◆ Data to examine
>>>
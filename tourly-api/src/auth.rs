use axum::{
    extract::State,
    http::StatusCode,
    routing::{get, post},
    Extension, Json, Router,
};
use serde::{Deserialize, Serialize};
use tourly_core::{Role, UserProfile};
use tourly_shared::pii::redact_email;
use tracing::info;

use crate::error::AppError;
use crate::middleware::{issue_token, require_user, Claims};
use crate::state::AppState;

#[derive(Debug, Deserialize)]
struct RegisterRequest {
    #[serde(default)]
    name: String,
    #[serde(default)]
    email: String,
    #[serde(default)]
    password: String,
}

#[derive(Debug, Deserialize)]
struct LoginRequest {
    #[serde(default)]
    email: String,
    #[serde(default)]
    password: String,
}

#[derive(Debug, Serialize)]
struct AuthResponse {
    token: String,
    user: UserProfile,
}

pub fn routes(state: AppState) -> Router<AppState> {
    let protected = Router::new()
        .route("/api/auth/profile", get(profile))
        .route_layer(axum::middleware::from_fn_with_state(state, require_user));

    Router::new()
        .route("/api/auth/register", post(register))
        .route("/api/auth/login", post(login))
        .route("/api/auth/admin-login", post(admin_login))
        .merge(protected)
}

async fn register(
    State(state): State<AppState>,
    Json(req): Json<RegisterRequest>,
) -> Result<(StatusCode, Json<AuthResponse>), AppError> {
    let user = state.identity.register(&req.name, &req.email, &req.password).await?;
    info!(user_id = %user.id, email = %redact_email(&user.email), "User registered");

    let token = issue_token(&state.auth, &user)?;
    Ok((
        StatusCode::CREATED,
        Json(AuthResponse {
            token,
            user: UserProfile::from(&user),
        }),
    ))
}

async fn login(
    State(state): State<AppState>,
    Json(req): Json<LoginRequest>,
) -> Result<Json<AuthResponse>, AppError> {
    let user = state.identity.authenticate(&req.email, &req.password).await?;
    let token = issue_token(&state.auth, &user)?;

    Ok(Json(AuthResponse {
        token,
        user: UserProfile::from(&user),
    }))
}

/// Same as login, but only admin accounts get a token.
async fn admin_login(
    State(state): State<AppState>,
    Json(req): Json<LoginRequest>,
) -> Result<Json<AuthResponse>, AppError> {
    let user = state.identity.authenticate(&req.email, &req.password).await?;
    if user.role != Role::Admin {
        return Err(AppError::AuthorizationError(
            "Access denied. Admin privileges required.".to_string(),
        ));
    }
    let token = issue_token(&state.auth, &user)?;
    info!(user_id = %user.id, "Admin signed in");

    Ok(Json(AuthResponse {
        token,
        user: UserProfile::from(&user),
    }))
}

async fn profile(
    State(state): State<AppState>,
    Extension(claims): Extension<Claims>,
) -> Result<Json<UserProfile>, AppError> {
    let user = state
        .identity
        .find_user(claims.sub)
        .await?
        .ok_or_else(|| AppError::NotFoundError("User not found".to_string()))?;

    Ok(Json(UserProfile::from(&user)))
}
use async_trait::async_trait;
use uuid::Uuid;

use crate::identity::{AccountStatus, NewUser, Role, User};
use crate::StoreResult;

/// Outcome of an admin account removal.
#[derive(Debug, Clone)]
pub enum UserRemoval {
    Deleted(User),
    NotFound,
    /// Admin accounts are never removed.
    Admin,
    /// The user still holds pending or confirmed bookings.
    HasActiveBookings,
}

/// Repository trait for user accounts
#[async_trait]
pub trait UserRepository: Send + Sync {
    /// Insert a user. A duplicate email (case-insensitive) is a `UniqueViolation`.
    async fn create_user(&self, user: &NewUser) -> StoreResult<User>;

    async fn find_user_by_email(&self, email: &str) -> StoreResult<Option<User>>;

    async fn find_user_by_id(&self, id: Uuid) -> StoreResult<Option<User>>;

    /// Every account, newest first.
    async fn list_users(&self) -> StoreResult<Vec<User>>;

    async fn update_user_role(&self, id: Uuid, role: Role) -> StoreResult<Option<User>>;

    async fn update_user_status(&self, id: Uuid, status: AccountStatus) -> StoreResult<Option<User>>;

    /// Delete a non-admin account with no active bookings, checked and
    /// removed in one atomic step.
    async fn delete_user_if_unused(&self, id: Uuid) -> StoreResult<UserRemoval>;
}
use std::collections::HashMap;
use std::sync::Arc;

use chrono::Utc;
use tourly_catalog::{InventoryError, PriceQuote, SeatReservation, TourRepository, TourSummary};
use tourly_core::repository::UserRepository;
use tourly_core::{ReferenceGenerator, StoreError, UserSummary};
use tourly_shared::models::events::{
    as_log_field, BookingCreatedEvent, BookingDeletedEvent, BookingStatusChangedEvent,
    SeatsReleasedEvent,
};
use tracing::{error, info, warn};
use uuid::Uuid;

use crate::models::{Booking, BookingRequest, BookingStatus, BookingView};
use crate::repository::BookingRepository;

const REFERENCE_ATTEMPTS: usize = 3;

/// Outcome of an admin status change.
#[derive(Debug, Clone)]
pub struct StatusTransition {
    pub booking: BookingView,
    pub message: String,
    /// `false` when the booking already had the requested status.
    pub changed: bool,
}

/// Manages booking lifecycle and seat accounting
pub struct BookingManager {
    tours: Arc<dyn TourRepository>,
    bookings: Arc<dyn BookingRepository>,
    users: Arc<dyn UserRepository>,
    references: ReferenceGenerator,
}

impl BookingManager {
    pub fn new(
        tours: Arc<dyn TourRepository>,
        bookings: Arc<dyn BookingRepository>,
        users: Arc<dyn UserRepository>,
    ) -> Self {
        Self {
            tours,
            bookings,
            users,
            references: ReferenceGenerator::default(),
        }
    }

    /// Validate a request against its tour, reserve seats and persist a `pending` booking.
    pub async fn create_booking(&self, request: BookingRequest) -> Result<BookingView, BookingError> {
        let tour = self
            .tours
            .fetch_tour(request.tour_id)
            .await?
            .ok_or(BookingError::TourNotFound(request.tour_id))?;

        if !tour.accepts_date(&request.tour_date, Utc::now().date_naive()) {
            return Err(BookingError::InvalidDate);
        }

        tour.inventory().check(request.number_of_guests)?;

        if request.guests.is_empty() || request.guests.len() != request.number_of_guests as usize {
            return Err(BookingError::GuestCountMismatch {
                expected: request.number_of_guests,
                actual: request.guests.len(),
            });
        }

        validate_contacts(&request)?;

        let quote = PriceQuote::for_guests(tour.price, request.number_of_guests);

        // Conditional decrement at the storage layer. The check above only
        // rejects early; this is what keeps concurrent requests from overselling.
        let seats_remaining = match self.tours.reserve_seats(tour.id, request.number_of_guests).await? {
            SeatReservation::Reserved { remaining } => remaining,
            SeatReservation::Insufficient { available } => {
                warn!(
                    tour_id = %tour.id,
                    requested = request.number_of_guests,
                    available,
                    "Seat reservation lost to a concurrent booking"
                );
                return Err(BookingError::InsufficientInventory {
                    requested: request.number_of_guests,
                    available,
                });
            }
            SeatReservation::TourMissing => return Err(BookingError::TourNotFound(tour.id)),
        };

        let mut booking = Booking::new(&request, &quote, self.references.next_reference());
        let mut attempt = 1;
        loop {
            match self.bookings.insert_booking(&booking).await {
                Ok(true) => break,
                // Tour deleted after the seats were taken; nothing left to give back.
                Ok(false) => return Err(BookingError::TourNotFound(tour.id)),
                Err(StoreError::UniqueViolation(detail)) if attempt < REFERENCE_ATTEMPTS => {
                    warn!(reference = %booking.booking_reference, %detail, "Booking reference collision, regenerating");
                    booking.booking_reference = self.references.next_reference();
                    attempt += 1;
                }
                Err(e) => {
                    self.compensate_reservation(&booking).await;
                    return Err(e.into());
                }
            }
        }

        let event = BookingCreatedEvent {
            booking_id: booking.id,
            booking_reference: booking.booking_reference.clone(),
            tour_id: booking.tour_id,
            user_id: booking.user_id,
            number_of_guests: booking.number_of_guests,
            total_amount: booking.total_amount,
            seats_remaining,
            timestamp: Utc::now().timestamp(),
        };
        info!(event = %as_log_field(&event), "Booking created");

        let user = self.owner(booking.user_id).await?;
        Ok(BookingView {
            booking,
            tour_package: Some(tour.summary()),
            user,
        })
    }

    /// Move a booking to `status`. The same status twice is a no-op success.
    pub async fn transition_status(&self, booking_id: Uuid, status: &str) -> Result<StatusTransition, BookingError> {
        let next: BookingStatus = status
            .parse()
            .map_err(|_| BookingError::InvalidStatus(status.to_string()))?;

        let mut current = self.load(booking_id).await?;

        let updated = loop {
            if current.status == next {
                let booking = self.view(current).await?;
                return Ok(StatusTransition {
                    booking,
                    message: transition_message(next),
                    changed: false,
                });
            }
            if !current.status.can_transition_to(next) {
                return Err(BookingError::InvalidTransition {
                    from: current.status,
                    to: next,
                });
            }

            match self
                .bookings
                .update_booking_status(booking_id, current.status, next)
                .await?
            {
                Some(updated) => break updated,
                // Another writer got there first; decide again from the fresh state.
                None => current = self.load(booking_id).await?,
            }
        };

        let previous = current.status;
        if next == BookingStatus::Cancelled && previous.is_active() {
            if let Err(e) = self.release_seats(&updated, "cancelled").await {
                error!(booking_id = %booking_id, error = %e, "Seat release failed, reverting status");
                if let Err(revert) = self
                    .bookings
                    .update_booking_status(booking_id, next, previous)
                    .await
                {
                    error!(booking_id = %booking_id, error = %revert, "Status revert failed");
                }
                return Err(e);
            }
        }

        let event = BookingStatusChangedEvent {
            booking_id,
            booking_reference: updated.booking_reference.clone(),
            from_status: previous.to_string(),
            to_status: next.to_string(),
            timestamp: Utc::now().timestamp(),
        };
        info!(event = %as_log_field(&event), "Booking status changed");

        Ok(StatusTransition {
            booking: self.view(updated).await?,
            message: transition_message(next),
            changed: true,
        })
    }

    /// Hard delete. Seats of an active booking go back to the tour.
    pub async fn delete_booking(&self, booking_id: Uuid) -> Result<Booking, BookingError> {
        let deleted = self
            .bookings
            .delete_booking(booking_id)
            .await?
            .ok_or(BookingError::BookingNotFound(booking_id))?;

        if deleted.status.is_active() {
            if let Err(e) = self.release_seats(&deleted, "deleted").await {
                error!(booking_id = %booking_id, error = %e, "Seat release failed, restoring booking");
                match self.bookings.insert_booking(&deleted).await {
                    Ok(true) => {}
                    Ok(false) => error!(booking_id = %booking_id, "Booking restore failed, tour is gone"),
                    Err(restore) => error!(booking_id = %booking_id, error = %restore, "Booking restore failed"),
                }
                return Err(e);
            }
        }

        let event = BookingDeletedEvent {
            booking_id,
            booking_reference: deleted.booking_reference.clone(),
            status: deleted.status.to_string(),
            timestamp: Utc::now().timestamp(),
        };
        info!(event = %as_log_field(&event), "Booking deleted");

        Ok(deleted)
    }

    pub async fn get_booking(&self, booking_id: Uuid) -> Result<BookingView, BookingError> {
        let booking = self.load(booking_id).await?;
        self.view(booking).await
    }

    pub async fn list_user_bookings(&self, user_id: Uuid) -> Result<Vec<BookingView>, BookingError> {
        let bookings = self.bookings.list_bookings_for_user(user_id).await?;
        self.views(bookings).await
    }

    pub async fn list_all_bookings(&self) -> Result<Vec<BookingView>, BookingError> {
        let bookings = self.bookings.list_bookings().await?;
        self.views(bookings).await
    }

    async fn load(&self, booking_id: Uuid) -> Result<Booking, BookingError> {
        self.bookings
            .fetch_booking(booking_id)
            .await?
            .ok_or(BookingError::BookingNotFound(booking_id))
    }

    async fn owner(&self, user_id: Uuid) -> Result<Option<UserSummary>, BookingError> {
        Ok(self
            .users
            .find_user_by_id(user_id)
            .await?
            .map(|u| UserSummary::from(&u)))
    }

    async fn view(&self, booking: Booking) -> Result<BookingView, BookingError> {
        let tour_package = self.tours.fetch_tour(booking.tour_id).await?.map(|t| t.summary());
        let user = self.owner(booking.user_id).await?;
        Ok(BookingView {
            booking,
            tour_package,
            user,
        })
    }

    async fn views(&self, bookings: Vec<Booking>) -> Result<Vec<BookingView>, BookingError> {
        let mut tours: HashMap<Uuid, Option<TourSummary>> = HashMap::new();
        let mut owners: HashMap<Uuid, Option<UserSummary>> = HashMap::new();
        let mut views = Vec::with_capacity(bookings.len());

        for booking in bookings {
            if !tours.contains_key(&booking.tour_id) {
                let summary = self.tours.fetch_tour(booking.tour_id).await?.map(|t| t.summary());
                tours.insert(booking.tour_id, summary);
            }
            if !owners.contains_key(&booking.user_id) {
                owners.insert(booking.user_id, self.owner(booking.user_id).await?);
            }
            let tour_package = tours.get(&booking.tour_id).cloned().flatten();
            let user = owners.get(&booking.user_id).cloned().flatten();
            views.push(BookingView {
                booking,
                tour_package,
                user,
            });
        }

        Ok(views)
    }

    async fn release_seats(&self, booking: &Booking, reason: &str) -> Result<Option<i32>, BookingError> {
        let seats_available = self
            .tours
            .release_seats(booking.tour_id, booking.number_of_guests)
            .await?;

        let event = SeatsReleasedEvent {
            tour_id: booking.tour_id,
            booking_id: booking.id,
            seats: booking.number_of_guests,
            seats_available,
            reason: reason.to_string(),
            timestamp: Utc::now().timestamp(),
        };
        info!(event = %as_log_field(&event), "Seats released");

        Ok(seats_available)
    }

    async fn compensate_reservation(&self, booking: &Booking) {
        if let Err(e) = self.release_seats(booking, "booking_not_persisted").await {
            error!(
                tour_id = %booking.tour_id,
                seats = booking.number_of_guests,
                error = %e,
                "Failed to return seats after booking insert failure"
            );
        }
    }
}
<<<
Write down again the exact lines running from the beginning of the data to the line containing "Result<(StatusCode, Json<AuthResponse>), AppError>", with both ends included.

◆ Task answer
filename tourly-api/src/auth.rs
use axum::{
    extract::State,
    http::StatusCode,
    routing::{get, post},
    Extension, Json, Router,
};
use serde::{Deserialize, Serialize};
use tourly_core::{Role, UserProfile};
use tourly_shared::pii::redact_email;
use tracing::info;

use crate::error::AppError;
use crate::middleware::{issue_token, require_user, Claims};
use crate::state::AppState;

#[derive(Debug, Deserialize)]
struct RegisterRequest {
    #[serde(default)]
    name: String,
    #[serde(default)]
    email: String,
    #[serde(default)]
    password: String,
}

#[derive(Debug, Deserialize)]
struct LoginRequest {
    #[serde(default)]
    email: String,
    #[serde(default)]
    password: String,
}

#[derive(Debug, Serialize)]
struct AuthResponse {
    token: String,
    user: UserProfile,
}

pub fn routes(state: AppState) -> Router<AppState> {
    let protected = Router::new()
        .route("/api/auth/profile", get(profile))
        .route_layer(axum::middleware::from_fn_with_state(state, require_user));

    Router::new()
        .route("/api/auth/register", post(register))
        .route("/api/auth/login", post(login))
        .route("/api/auth/admin-login", post(admin_login))
        .merge(protected)
}

async fn register(
    State(state): State<AppState>,
    Json(req): Json<RegisterRequest>,
) -> Result<(StatusCode, Json<AuthResponse>), AppError> {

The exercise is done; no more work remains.